With increasing utilization of ordered memory operations, the performance of ordered memory operations is becoming more important. In current x86 processors, processing ordered memory operations out-of-order is already crucial to performance, as all memory operations are ordered operations. Out-of-order processors implementing a strong memory order model can speculatively execute loads out-of-order, and then check to ensure that no ordering violation has occurred before committing the load instruction to machine state. This can be done by tracking executed, but not yet committed load addresses in a load queue, and monitoring writes by other central processing units (CPUs) or cache coherent agents. If another CPU writes to the same address as a load in the load queue, the CPU can trap or replay the matching load (and eradicate all subsequent non-committed loads), and then re-execute that load and all subsequent loads, ensuring that no younger load is satisfied before an older load.
In-order CPU's however can commit load instructions before they have returned their data into the register file. In such a CPU, loads can commit as soon as they have passed all their fault checks (e.g., data translation buffer (DTB) miss, and unaligned access), and before data is retrieved. Once load instructions retire, they cannot be re-executed. Therefore, it is not an option to trap and refetch or re-execute loads after they have retired based upon monitoring writes from other CPUs as described above.

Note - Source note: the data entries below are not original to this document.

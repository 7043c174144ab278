/// Named sound cues forwarded to the page.
pub mod cues;
/// OpenAPI documentation generation.
pub mod documentation;
/// Health check service.
pub mod health_service;
/// Theme preference.
pub mod preferences_service;
/// Server-Sent Events message generation.
pub mod sse_events;
/// Server-Sent Events broadcasting service.
pub mod sse_service;
/// Team generator and the draw animation task.
pub mod team_service;
/// Wheel names and spins.
pub mod wheel_service;
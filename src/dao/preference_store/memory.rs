use std::{collections::BTreeMap, sync::Arc};

use futures::future::BoxFuture;
use tokio::sync::RwLock;

use super::PreferenceStore;
use crate::dao::storage::StorageResult;

/// Volatile store used by tests and when no storage path is configured.
#[derive(Clone, Default)]
pub struct MemoryStore {
    values: Arc<RwLock<BTreeMap<String, String>>>,
}

impl MemoryStore {
    /// Empty store.
    pub fn new() -> Self {
        Self::default()
    }
}

impl PreferenceStore for MemoryStore {
    fn get(&self, key: &str) -> BoxFuture<'static, StorageResult<Option<String>>> {
        let values = self.values.clone();
        let key = key.to_string();
        Box::pin(async move { Ok(values.read().await.get(&key).cloned()) })
    }

    fn set(&self, key: &str, value: String) -> BoxFuture<'static, StorageResult<()>> {
        let values = self.values.clone();
        let key = key.to_string();
        Box::pin(async move {
            values.write().await.insert(key, value);
            Ok(())
        })
    }

    fn remove(&self, key: &str) -> BoxFuture<'static, StorageResult<()>> {
        let values = self.values.clone();
        let key = key.to_string();
        Box::pin(async move {
            values.write().await.remove(&key);
            Ok(())
        })
    }

    fn health_check(&self) -> BoxFuture<'static, StorageResult<()>> {
        Box::pin(async { Ok(()) })
    }
}
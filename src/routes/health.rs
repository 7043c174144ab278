use axum::{Json, Router, extract::State, routing::get};

use crate::{dto::health::HealthResponse, services::health_service, state::SharedState};

#[utoipa::path(
    get,
    path = "/healthcheck",
    tag = "health",
    responses((status = 200, description = "Service is up; `status` reports the store health", body = HealthResponse))
)]
/// Return the current health status of the backend and probe the preference store.
pub async fn healthcheck(State(state): State<SharedState>) -> Json<HealthResponse> {
    let status = health_service::health_status(&state).await;
    Json(status)
}

/// Configure the health routes subtree.
pub fn router() -> Router<SharedState> {
    Router::<SharedState>::new().route("/healthcheck", get(healthcheck))
}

A need thus exists to improve performance of ordered memory operations, particularly in a processor with a weak memory order model.
Referring to
A processor including such processor resources may use them as temporary storage for various memory operations that may be executed within the system. For example, load queue 20 may be used to temporarily store entries of particular memory operations, such as load operations and to track prior loads or other memory operations that must be completed before the given memory operation itself can be completed. Similarly, store queue 30 may be used to store memory operations, for example, store operations and to track prior memory operations (usually loads) that must be completed before a given memory operation itself can commit. In various embodiments, a merge buffer 40 may be used as a buffer to temporarily store data corresponding to a memory operation until such time as the memory operation (e.g., a store or sempahore) can be completed or committed.
An ISA with a weak memory order model (such as IPF processors) may include explicit instructions that require stringent memory ordering (e.g., load acquire, store release, memory fence, and semaphores), while most regular loads and stores do not impose stringent memory ordering. In an ISA having a strong memory order model (e.g., an IA-32 ISA), every load or store instruction may follow stringent memory ordering rules. Thus a program translated from an IA-32 environment to an IPF environment, for example, may impose strong memory ordering to ensure proper program behavior by substituting all loads with load acquires and all stores with store releases.

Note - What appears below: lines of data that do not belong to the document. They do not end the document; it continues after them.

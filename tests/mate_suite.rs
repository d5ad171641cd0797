use prune::{Engine, Game, RulesEngine, CHECKMATE_SCORE};
use shakmaty::Color;

const DEPTH: u32 = 2;

/// Short tactical suite in EPD form: `<FEN> bm <SAN...>; id "<name>";`
const SUITE: &str = r#"
r1bqkb1r/pppp1ppp/2n2n2/4p2Q/2B1P3/8/PPPP1PPP/RNB1K1NR w KQkq - bm Qxf7#; id "scholars-mate";
rnbqkbnr/pppp1ppp/8/4p3/6P1/5P2/PPPPP2P/RNBQKBNR b KQkq g3 bm Qh4#; id "fools-mate";
6k1/5ppp/8/8/8/8/8/R5K1 w - - bm Ra8#; id "back-rank-white";
r5k1/8/8/8/8/8/5PPP/6K1 b - - bm Ra1#; id "back-rank-black";
6rk/6pp/8/6N1/8/8/8/7K w - - bm Nf7#; id "smothered";
7k/5P2/6K1/8/8/8/8/8 w - - bm f8=Q# f8=R#; id "underpromotion-ok";
4k3/8/8/3q4/8/8/3R4/3K4 w - - bm Rxd5; id "hanging-queen";
"#;

/// Parse an EPD line: "<FEN> bm <move(s)>; id "<name>";"
fn parse_epd_line(line: &str) -> Option<(String, Vec<String>, String)> {
    let line = line.trim();
    if line.is_empty() {
        return None;
    }

    let bm_idx = line.find(" bm ")?;
    let fen = line[..bm_idx].to_string();
    let rest = &line[bm_idx + 4..];

    let semi_idx = rest.find(';')?;
    let best_moves: Vec<String> = rest[..semi_idx].split_whitespace().map(|s| s.to_string()).collect();

    let id = rest
        .find("id \"")
        .and_then(|start| {
            let content = &rest[start + 4..];
            content.find('"').map(|end| content[..end].to_string())
        })
        .unwrap_or_else(|| "unknown".to_string());

    Some((fen, best_moves, id))
}

/// EPD omits the move counters.
fn epd_game(fen: &str) -> Game {
    Game::from_fen(&format!("{} 0 1", fen)).unwrap_or_else(|e| panic!("Invalid FEN {}: {}", fen, e))
}

#[test]
fn test_epd_parser() {
    let line = "7k/5P2/6K1/8/8/8/8/8 w - - bm f8=Q# f8=R#; id \"underpromotion-ok\";";
    let (fen, moves, id) = parse_epd_line(line).unwrap();
    assert_eq!(fen, "7k/5P2/6K1/8/8/8/8/8 w - -");
    assert_eq!(moves, vec!["f8=Q#", "f8=R#"]);
    assert_eq!(id, "underpromotion-ok");
    assert!(parse_epd_line("   ").is_none());
}

#[test]
fn test_mate_suite() {
    let mut total = 0;

    for line in SUITE.lines() {
        let Some((fen, best_moves, id)) = parse_epd_line(line) else {
            continue;
        };
        total += 1;

        let mut game = epd_game(&fen);
        let before = game.fen();
        let mover = game.turn();
        let mut engine = Engine::new(DEPTH);

        let best = engine
            .get_best_move(&mut game)
            .unwrap_or_else(|| panic!("{}: no move found", id));
        let san = game.san(&best);
        assert!(best_moves.contains(&san), "{}: expected one of {:?}, got {}", id, best_moves, san);
        assert_eq!(game.fen(), before, "{}: search must leave the position untouched", id);

        let score = engine.last_result().unwrap().score;
        if san.ends_with('#') {
            let expected = match mover {
                Color::White => CHECKMATE_SCORE,
                Color::Black => -CHECKMATE_SCORE,
            };
            assert_eq!(score, expected, "{}: mate should score the sentinel", id);
        } else {
            assert!(score.abs() < CHECKMATE_SCORE, "{}: no mate here, got {}", id, score);
        }
    }

    assert_eq!(total, 7, "Expected 7 suite positions, got {}", total);
}

#[test]
fn test_played_mate_ends_game() {
    let mut game = epd_game("6k1/5ppp/8/8/8/8/8/R5K1 w - -");
    let mv = Engine::new(1).get_best_move(&mut game).unwrap();
    game.push(&mv);
    assert!(game.is_checkmate());
    assert_eq!(Engine::new(3).get_best_move(&mut game), None);
}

When a processor in accordance with an embodiment of the present invention processes a load acquire, it ensures that the load acquire has achieved global visibility before subsequent loads and stores are processed. Thus, if the load acquire misses in a first level data cache, subsequent loads may be prohibited from updating the register file, even if they would have hit in the data cache, and subsequent stores must test for ownership of the block they are writing only after the load acquire has returned its data to the register file. To accomplish this, the processor may force all loads younger than an outstanding load acquire to miss in the data cache and enter a load queue, i.e., a miss request queue (MRQ), to ensure proper ordering.

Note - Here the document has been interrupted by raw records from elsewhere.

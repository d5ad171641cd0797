use shakmaty::{Board, Color, Square};

use crate::pst::{self, PIECE_VALUE};
use crate::rules::RulesEngine;
use crate::types::{Score, CHECKMATE_SCORE, DRAW_SCORE};

const POSITIONAL_WEIGHT: Score = 0.1;
const MOBILITY_WEIGHT: Score = 2.0;

/// Table index for a piece of `color` on `sq`. Black reads the mirrored square.
fn pst_index(sq: Square, color: Color) -> usize {
    match color {
        Color::White => sq as usize,
        Color::Black => sq as usize ^ 56,
    }
}

/// Endgame once the queens are gone, or when both queens remain but at most
/// two minor pieces are left between the two sides.
pub fn is_endgame(board: &Board) -> bool {
    let queens = board.queens().count();
    let minors = board.knights().count() + board.bishops().count();
    queens == 0 || (queens == 2 && minors <= 2)
}

/// White material minus black material, kings included.
pub fn material_score<R: RulesEngine>(pos: &R) -> i32 {
    let mut score = 0;
    for sq in pos.board().occupied() {
        if let Some(piece) = pos.piece_at(sq) {
            let value = PIECE_VALUE[pst::role_index(piece.role)];
            score += if piece.color == Color::White { value } else { -value };
        }
    }
    score
}

/// Sum of white piece-square values minus black's.
pub fn positional_score<R: RulesEngine>(pos: &R) -> i32 {
    let endgame = is_endgame(pos.board());
    let mut score = 0;
    for sq in pos.board().occupied() {
        if let Some(piece) = pos.piece_at(sq) {
            let table = pst::table(pst::role_index(piece.role), endgame);
            let value = table[pst_index(sq, piece.color)];
            score += if piece.color == Color::White { value } else { -value };
        }
    }
    score
}

/// White's legal move count minus black's, each counted as if that side were to move.
pub fn mobility_score<R: RulesEngine>(pos: &R) -> i32 {
    let white = pos.count_legal_moves_for(Color::White) as i32;
    let black = pos.count_legal_moves_for(Color::Black) as i32;
    white - black
}

/// Static evaluation from white's point of view.
///
/// Checkmate scores `-CHECKMATE_SCORE` when white is mated and `CHECKMATE_SCORE`
/// when black is; stalemate and insufficient material score as a draw.
pub fn evaluate<R: RulesEngine>(pos: &R) -> Score {
    if pos.is_checkmate() {
        return match pos.turn() {
            Color::White => -CHECKMATE_SCORE,
            Color::Black => CHECKMATE_SCORE,
        };
    }

    if pos.is_stalemate() || pos.is_insufficient_material() {
        return DRAW_SCORE;
    }

    let material = material_score(pos);
    let positional = positional_score(pos);
    let mobility = mobility_score(pos);

    material as Score + POSITIONAL_WEIGHT * positional as Score + MOBILITY_WEIGHT * mobility as Score
}

#[cfg(test)]
mod tests {
    use super::*;
    use crate::game::Game;

    fn game(fen: &str) -> Game {
        Game::from_fen(fen).unwrap()
    }

    #[test]
    fn test_startpos_is_balanced() {
        let board = Game::new();
        assert_eq!(material_score(&board), 0);
        assert_eq!(positional_score(&board), 0);
        assert_eq!(mobility_score(&board), 0);
        assert_eq!(evaluate(&board), 0.0);
    }

    #[test]
    fn test_white_up_queen() {
        let board = game("rnb1kbnr/pppppppp/8/8/8/8/PPPPPPPP/RNBQKBNR w KQkq - 0 1");
        assert_eq!(material_score(&board), 900);
        let score = evaluate(&board);
        assert!(score > 800.0, "White up a queen should score high, got {}", score);
    }

    #[test]
    fn test_black_up_queen_is_negative_regardless_of_turn() {
        let board = game("rnbqkbnr/pppppppp/8/8/8/8/PPPPPPPP/RNB1KBNR b KQkq - 0 1");
        let score = evaluate(&board);
        assert!(score < -800.0, "Black up a queen should be negative, got {}", score);
    }

    #[test]
    fn test_checkmate_sentinels() {
        // White to move and mated
        let white_mated = game("rnb1kbnr/pppp1ppp/8/4p3/6Pq/5P2/PPPPP2P/RNBQKBNR w KQkq - 1 3");
        assert_eq!(evaluate(&white_mated), -CHECKMATE_SCORE);

        // Black to move and mated
        let black_mated = game("r1bqkb1r/pppp1Qpp/2n2n2/4p3/2B1P3/8/PPPP1PPP/RNB1K1NR b KQkq - 0 4");
        assert_eq!(evaluate(&black_mated), CHECKMATE_SCORE);
    }

    #[test]
    fn test_draws_score_zero() {
        let stalemate = game("7k/5Q2/6K1/8/8/8/8/8 b - - 0 1");
        assert!(stalemate.is_stalemate());
        assert_eq!(evaluate(&stalemate), DRAW_SCORE);

        let bare_kings = game("4k3/8/8/8/8/8/8/4K3 w - - 0 1");
        assert_eq!(evaluate(&bare_kings), DRAW_SCORE);
    }

    #[test]
    fn test_endgame_detection() {
        // No queens
        assert!(is_endgame(game("4k3/8/8/8/8/8/4P3/4K3 w - - 0 1").board()));
        // Both queens, two minors
        assert!(is_endgame(game("2b1k3/3q4/8/8/8/8/3Q4/2B1K3 w - - 0 1").board()));
        // Both queens, three minors
        assert!(!is_endgame(game("2b1k1n1/3q4/8/8/8/8/3Q4/2B1K3 w - - 0 1").board()));
        // A lone queen keeps the middlegame table
        assert!(!is_endgame(game("4k3/8/8/8/8/8/3Q4/4K3 w - - 0 1").board()));
        assert!(!is_endgame(Game::new().board()));
    }

    #[test]
    fn test_king_table_switches_in_endgame() {
        // Lone kings plus a pawn: centralised white king earns the endgame bonus
        let central = game("4k3/8/8/8/3K4/8/4P3/8 w - - 0 1");
        let corner = game("4k3/8/8/8/8/8/4P3/K7 w - - 0 1");
        assert!(positional_score(&central) > positional_score(&corner));
    }

    #[test]
    fn test_color_mirror_symmetry() {
        let pairs = [
            (
                "4k3/8/8/8/8/8/4P3/4K3 w - - 0 1",
                "4k3/4p3/8/8/8/8/8/4K3 b - - 0 1",
            ),
            (
                "r3k3/1b6/8/3N4/8/8/PPP5/2KR4 w - - 0 1",
                "2kr4/ppp5/8/8/3n4/8/1B6/R3K3 b - - 0 1",
            ),
        ];
        for (fen, mirrored) in pairs {
            let a = game(fen);
            let b = game(mirrored);
            assert_eq!(material_score(&a), -material_score(&b), "material for {}", fen);
            assert_eq!(positional_score(&a), -positional_score(&b), "positional for {}", fen);
        }
    }

    #[test]
    fn test_giving_check_keeps_mobility() {
        // Same material, rook on e1 gives check, rook on d1 does not
        let check = game("4k3/8/8/8/8/8/PPP5/Q3R1K1 b - - 0 1");
        let quiet = game("4k3/8/8/8/8/8/PPP5/Q2R2K1 b - - 0 1");
        assert!(check.is_check());
        assert_eq!(mobility_score(&check), 25 - 4);
        assert_eq!(mobility_score(&quiet), 24 - 3);
    }

    #[test]
    fn test_score_combines_terms() {
        let board = game("r1bqkbnr/pppp1ppp/2n5/4p3/4P3/5N2/PPPP1PPP/RNBQKB1R w KQkq - 2 3");
        let expected = material_score(&board) as Score
            + 0.1 * positional_score(&board) as Score
            + 2.0 * mobility_score(&board) as Score;
        assert_eq!(evaluate(&board), expected);
    }

    #[test]
    fn test_evaluate_leaves_position_untouched() {
        let board = game("r1bqkbnr/pppp1ppp/2n5/4p3/4P3/5N2/PPPP1PPP/RNBQKB1R b KQkq - 2 3");
        let before = board.fen();
        evaluate(&board);
        assert_eq!(board.fen(), before);
        assert_eq!(board.turn(), Color::Black);
    }
}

When a processor in accordance with an embodiment of the present invention processes a store release, it ensures that all prior loads and stores have achieved global visibility. Thus, before the store release can make its write globally visible, all prior loads must have returned data to the register file, and all prior stores must have achieved ownership visibility via a cache coherence protocol.
Memory fence and semaphore operations have elements of both load acquire and store release semantics.
Still referring to
Also associated with MRQ entry 25 is an order bit (O-bit) 27 that may be used to indicate that succeeding memory operations stored in load queue 20 should be ordered with respect to MRQ entry 25. Furthermore, a valid bit 28 may also be present. As still further shown in
Similarly, store queue 30 (also referred to herein as “STB 30”) may include a plurality of entries. For purposes of illustration, only a single STB entry 35 is shown in
In various embodiments, merge buffer 40 may transmit a signal 45 (i.e., an “All Prior Writes Visible” signal) that may be used to indicate that all prior write operations have achieved visibility. In such an embodiment, signal 45 may be used to notify that a release-semantic memory operation in STB 30 (usually a store release, memory fence or semaphore release) that has delayed committing may now commit upon receipt of signal 45. Use of signal 45 will be discussed further below.
Together, these mechanisms may enforce memory ordering as needed by the semantics of the memory operations issued. The mechanisms may facilitate high performance, as a processor in accordance with certain embodiments may only enforce ordering constraints when desired to take advantage of native binaries that use a weak memory order model.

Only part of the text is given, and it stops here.